CA: Republicans are obviously making this a political issue in the United States—but is finance as a whole already a polarized industry? Does it identify with one party in the United States more than another?

AT: I think it’s very complex, because finance is a diversified industry sprawling across the country, both small and large, with major centers, of course, in the coast and California and, above all, in New York, but all the way down the East Coast and taking lots of different shapes and sizes, from very small family-run financial advisory outfits to giant banks. I think at the level of corporate leadership, you see a kind of split consciousness in that they like tax cuts and deregulation, which is what the Republicans provide. But on the other hand, if you’re running a big, globally orientated business in the United States, you find yourself willy-nilly in the camp of the Democrats right now, so long as the Republicans are in kind of culture-war, Trumpist-clown-show mode, because you simply can’t align a big business with that kind of politics. And so there is a real tension there.

At the global level and at like Davos or at COP27 or whatever, the leaders of major corporations around the world want to appear as though they are on the right side of history. Meanwhile, if you go down into the rank and file of the giant American financial industry, of course, you’ll find loads of folks working on Wall Street who are solidly Republican-voting and are probably chuckling to themselves over the dilemmas that their corporate leadership find themselves in, while, like, swanning around at Davos and places like that trying to look good.

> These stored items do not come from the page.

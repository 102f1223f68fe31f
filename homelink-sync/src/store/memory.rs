//! In-process reference implementation of [`StateStore`].
//!
//! Holds the document as one JSON tree behind a mutex. Notifications are
//! dispatched while the lock is held, so every subscriber observes writes in
//! the same order. Channel sends never block, so dispatch cannot stall on a
//! slow consumer.
//!
//! Write semantics follow the hosted store the bridge was built against:
//! intermediate objects are created on demand, numeric segments index into
//! existing arrays, and writing `null` deletes.

use async_trait::async_trait;
use homelink_core::StatePath;
use serde_json::{Map, Value};
use std::collections::HashMap;
use std::sync::atomic::{AtomicBool, AtomicU64, Ordering};
use std::sync::{Arc, Mutex, MutexGuard, PoisonError, Weak};
use tokio::sync::mpsc;

use super::{ReleaseHandle, StateStore, StoreError, Subscription, Versioned};

struct Subscriber {
    path: StatePath,
    tx: mpsc::UnboundedSender<Versioned>,
}

#[derive(Default)]
struct Inner {
    root: Value,
    revision: u64,
    next_subscriber: u64,
    subscribers: HashMap<u64, Subscriber>,
}

impl Inner {
    /// Notify every subscriber whose subtree overlaps the written path.
    fn dispatch(&mut self, written: &StatePath, revision: u64) {
        let root = &self.root;
        let mut cache: HashMap<StatePath, Arc<Value>> = HashMap::new();

        self.subscribers.retain(|id, sub| {
            if !sub.path.overlaps(written) {
                return true;
            }
            let value = cache
                .entry(sub.path.clone())
                .or_insert_with(|| Arc::new(value_at(root, &sub.path).cloned().unwrap_or(Value::Null)))
                .clone();
            if sub.tx.send(Versioned { revision, value }).is_err() {
                log::debug!("Dropping subscriber {id}: receiver gone");
                return false;
            }
            true
        });
    }
}

/// In-memory state store.
pub struct MemoryStore {
    inner: Arc<Mutex<Inner>>,
    available: AtomicBool,
    writes: AtomicU64,
}

impl Default for MemoryStore {
    fn default() -> Self {
        Self::new()
    }
}

impl MemoryStore {
    /// Empty store (the root reads as `NotFound`).
    pub fn new() -> Self {
        Self::with_document(Value::Null)
    }

    /// Store pre-loaded with a document.
    pub fn with_document(root: Value) -> Self {
        Self {
            inner: Arc::new(Mutex::new(Inner {
                root,
                ..Inner::default()
            })),
            available: AtomicBool::new(true),
            writes: AtomicU64::new(0),
        }
    }

    /// Simulate the backing service going away (or coming back).
    pub fn set_available(&self, available: bool) {
        self.available.store(available, Ordering::SeqCst);
        log::info!(
            "Memory store is now {}",
            if available { "available" } else { "unavailable" }
        );
    }

    /// Number of live subscriptions.
    pub fn subscriber_count(&self) -> usize {
        lock(&self.inner).subscribers.len()
    }

    /// Number of successful writes since creation.
    pub fn write_count(&self) -> u64 {
        self.writes.load(Ordering::SeqCst)
    }

    /// Current revision.
    pub fn revision(&self) -> u64 {
        lock(&self.inner).revision
    }

    fn check_available(&self) -> Result<(), StoreError> {
        if self.available.load(Ordering::SeqCst) {
            Ok(())
        } else {
            Err(StoreError::Unavailable("memory store is offline".into()))
        }
    }
}

#[async_trait]
impl StateStore for MemoryStore {
    async fn read(&self, path: &StatePath) -> Result<Versioned, StoreError> {
        self.check_available()?;
        let inner = lock(&self.inner);
        match value_at(&inner.root, path) {
            Some(value) if !value.is_null() => Ok(Versioned {
                revision: inner.revision,
                value: Arc::new(value.clone()),
            }),
            _ => Err(StoreError::NotFound(path.clone())),
        }
    }

    async fn write(&self, path: &StatePath, value: Value) -> Result<u64, StoreError> {
        self.check_available()?;
        let mut inner = lock(&self.inner);
        set_at(&mut inner.root, path, value);
        inner.revision += 1;
        let revision = inner.revision;
        inner.dispatch(path, revision);
        self.writes.fetch_add(1, Ordering::SeqCst);
        log::trace!("Wrote '{path}' at revision {revision}");
        Ok(revision)
    }

    async fn subscribe(&self, path: &StatePath) -> Result<Subscription, StoreError> {
        self.check_available()?;
        let (tx, rx) = mpsc::unbounded_channel();
        let id = {
            let mut inner = lock(&self.inner);
            inner.next_subscriber += 1;
            let id = inner.next_subscriber;
            inner.subscribers.insert(
                id,
                Subscriber {
                    path: path.clone(),
                    tx,
                },
            );
            id
        };

        let weak: Weak<Mutex<Inner>> = Arc::downgrade(&self.inner);
        let release = ReleaseHandle::new(move || {
            if let Some(inner) = weak.upgrade() {
                lock(&inner).subscribers.remove(&id);
            }
        });
        Ok(Subscription::new(id, rx, release))
    }

    fn is_available(&self) -> bool {
        self.available.load(Ordering::SeqCst)
    }
}

fn lock(inner: &Mutex<Inner>) -> MutexGuard<'_, Inner> {
    inner.lock().unwrap_or_else(PoisonError::into_inner)
}

fn value_at<'a>(root: &'a Value, path: &StatePath) -> Option<&'a Value> {
    path.segments().iter().try_fold(root, |node, segment| match node {
        Value::Object(map) => map.get(segment),
        Value::Array(items) => segment.parse::<usize>().ok().and_then(|i| items.get(i)),
        _ => None,
    })
}

fn set_at(root: &mut Value, path: &StatePath, value: Value) {
    let Some((last, parents)) = path.segments().split_last() else {
        *root = value;
        return;
    };
    if value.is_null() && value_at(root, path).is_none() {
        return;
    }
    let parent = parents
        .iter()
        .fold(root, |node, segment| child_mut(node, segment));
    assign(parent, last, value);
}

fn ensure_object(node: &mut Value) -> &mut Map<String, Value> {
    if !node.is_object() {
        *node = Value::Object(Map::new());
    }
    match node {
        Value::Object(map) => map,
        _ => unreachable!("node was just replaced with an object"),
    }
}

fn child_mut<'a>(node: &'a mut Value, segment: &str) -> &'a mut Value {
    match (node, segment.parse::<usize>()) {
        (Value::Array(items), Ok(index)) => {
            if index >= items.len() {
                items.resize(index + 1, Value::Null);
            }
            &mut items[index]
        }
        (node, _) => ensure_object(node)
            .entry(segment.to_string())
            .or_insert(Value::Null),
    }
}

fn assign(parent: &mut Value, segment: &str, value: Value) {
    match (parent, segment.parse::<usize>()) {
        (Value::Array(items), Ok(index)) => {
            if index >= items.len() {
                items.resize(index + 1, Value::Null);
            }
            items[index] = value;
        }
        (parent, _) if value.is_null() => {
            if let Value::Object(map) = parent {
                map.remove(segment);
            }
        }
        (parent, _) => {
            ensure_object(parent).insert(segment.to_string(), value);
        }
    }
}

#[cfg(test)]
mod tests {
    use super::*;
    use serde_json::json;

    fn path(raw: &str) -> StatePath {
        StatePath::parse(raw).unwrap()
    }

    fn layout() -> Value {
        json!({
            "fan": false,
            "leds": [null, false, false, false, false],
            "sensors": { "temperature": 0.0, "humidity": 0.0, "ldr": false }
        })
    }

    #[tokio::test]
    async fn test_read_missing_root_is_not_found() {
        let store = MemoryStore::new();
        assert_eq!(
            store.read(&StatePath::root()).await,
            Err(StoreError::NotFound(StatePath::root()))
        );
    }

    #[tokio::test]
    async fn test_write_then_read_leaf() {
        let store = MemoryStore::with_document(layout());
        let rev = store.write(&path("leds/3"), json!(true)).await.unwrap();
        assert_eq!(rev, 1);

        let slot = store.read(&path("leds/3")).await.unwrap();
        assert_eq!(*slot.value, json!(true));
        assert_eq!(slot.revision, 1);

        let leds = store.read(&path("leds")).await.unwrap();
        assert_eq!(*leds.value, json!([null, false, false, true, false]));
    }

    #[tokio::test]
    async fn test_write_creates_intermediate_objects() {
        let store = MemoryStore::new();
        store.write(&path("sensors/temperature"), json!(21.0)).await.unwrap();
        let root = store.read(&StatePath::root()).await.unwrap();
        assert_eq!(*root.value, json!({"sensors": {"temperature": 21.0}}));
    }

    #[tokio::test]
    async fn test_write_null_deletes() {
        let store = MemoryStore::with_document(layout());
        store.write(&path("fan"), Value::Null).await.unwrap();
        assert!(matches!(store.read(&path("fan")).await, Err(StoreError::NotFound(_))));
        store.write(&path("garage/door"), Value::Null).await.unwrap();
        assert!(store.read(&path("garage")).await.is_err());
    }

    #[tokio::test]
    async fn test_subscription_sees_own_and_ancestor_writes() {
        let store = MemoryStore::with_document(layout());
        let mut root_sub = store.subscribe(&StatePath::root()).await.unwrap();
        let mut sensors_sub = store.subscribe(&path("sensors")).await.unwrap();

        store.write(&path("fan"), json!(true)).await.unwrap();
        store
            .write(&path("sensors"), json!({"temperature": 24.5, "humidity": 60.0, "timestamp": 5}))
            .await
            .unwrap();

        let first = root_sub.next().await.unwrap();
        assert_eq!(first.revision, 1);
        assert_eq!(first.value["fan"], json!(true));
        let second = root_sub.next().await.unwrap();
        assert_eq!(second.revision, 2);
        assert_eq!(second.value["sensors"]["temperature"], json!(24.5));

        // The fan write does not touch the sensors subtree.
        let only = sensors_sub.next().await.unwrap();
        assert_eq!(only.revision, 2);
        assert_eq!(only.value["humidity"], json!(60.0));

        // Writing the root reaches a descendant subscriber.
        store.write(&StatePath::root(), layout()).await.unwrap();
        let reset = sensors_sub.next().await.unwrap();
        assert_eq!(reset.revision, 3);
        assert_eq!(reset.value["temperature"], json!(0.0));
    }

    #[tokio::test]
    async fn test_subscribers_share_one_order() {
        let store = Arc::new(MemoryStore::with_document(layout()));
        let mut a = store.subscribe(&StatePath::root()).await.unwrap();
        let mut b = store.subscribe(&StatePath::root()).await.unwrap();

        let writers: Vec<_> = (1..=4)
            .map(|slot| {
                let store = store.clone();
                tokio::spawn(async move {
                    for i in 0..25 {
                        store.write(&path(&format!("leds/{slot}")), json!(i % 2 == 0)).await.unwrap();
                    }
                })
            })
            .collect();
        for w in writers {
            w.await.unwrap();
        }

        let mut seen_a = Vec::new();
        let mut seen_b = Vec::new();
        for _ in 0..100 {
            seen_a.push(a.next().await.unwrap());
            seen_b.push(b.next().await.unwrap());
        }
        assert_eq!(seen_a, seen_b);
        assert!(seen_a.windows(2).all(|w| w[0].revision < w[1].revision));
        let last = store.read(&StatePath::root()).await.unwrap();
        assert_eq!(seen_a.last().unwrap().value, last.value);
    }

    #[tokio::test]
    async fn test_release_unsubscribes() {
        let store = MemoryStore::with_document(layout());
        let sub = store.subscribe(&StatePath::root()).await.unwrap();
        assert_eq!(store.subscriber_count(), 1);

        let (mut changes, release) = sub.into_parts();
        release.release();
        assert_eq!(store.subscriber_count(), 0);

        store.write(&path("fan"), json!(true)).await.unwrap();
        assert!(changes.recv().await.is_none());
    }

    #[tokio::test]
    async fn test_dropped_subscription_is_released() {
        let store = MemoryStore::with_document(layout());
        {
            let _sub = store.subscribe(&path("fan")).await.unwrap();
            assert_eq!(store.subscriber_count(), 1);
        }
        assert_eq!(store.subscriber_count(), 0);
    }

    #[tokio::test]
    async fn test_unavailable_rejects_operations() {
        let store = MemoryStore::with_document(layout());
        store.set_available(false);
        assert!(!store.is_available());
        assert!(matches!(
            store.write(&path("fan"), json!(true)).await,
            Err(StoreError::Unavailable(_))
        ));
        assert!(matches!(store.read(&path("fan")).await, Err(StoreError::Unavailable(_))));
        assert!(store.subscribe(&path("fan")).await.is_err());
        assert_eq!(store.write_count(), 0);

        store.set_available(true);
        store.write(&path("fan"), json!(true)).await.unwrap();
        assert_eq!(store.write_count(), 1);
        assert_eq!(store.revision(), 1);
    }
}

And I have to say, I have a sort of sneaking sympathy for this, because the ESG shtick is an interesting form of liberal politics that doesn’t really dare to speak its name. Right? What it does is to translate a set of what are, by any stretch of the imagination, political judgments on how you value community, the distribution of income, the priorities of ecological policy. It translates them into values that it then attempts, as it were, to place outside the sphere of political debates and then mandate as a sort of consensus of values. And in a sense, what the Republicans are doing is just calling their bluff and saying, “No, we see you coming.” This is basically the Democratic Party’s agenda cast as a value set, which we are supposed to subscribe to, and we just frankly don’t. So if you want to have this agenda, spell it out, be upfront, and pass legislation that requires it, for instance. But if you can’t win that argument, then don’t try to smuggle it in by way of corporate agenda-setting.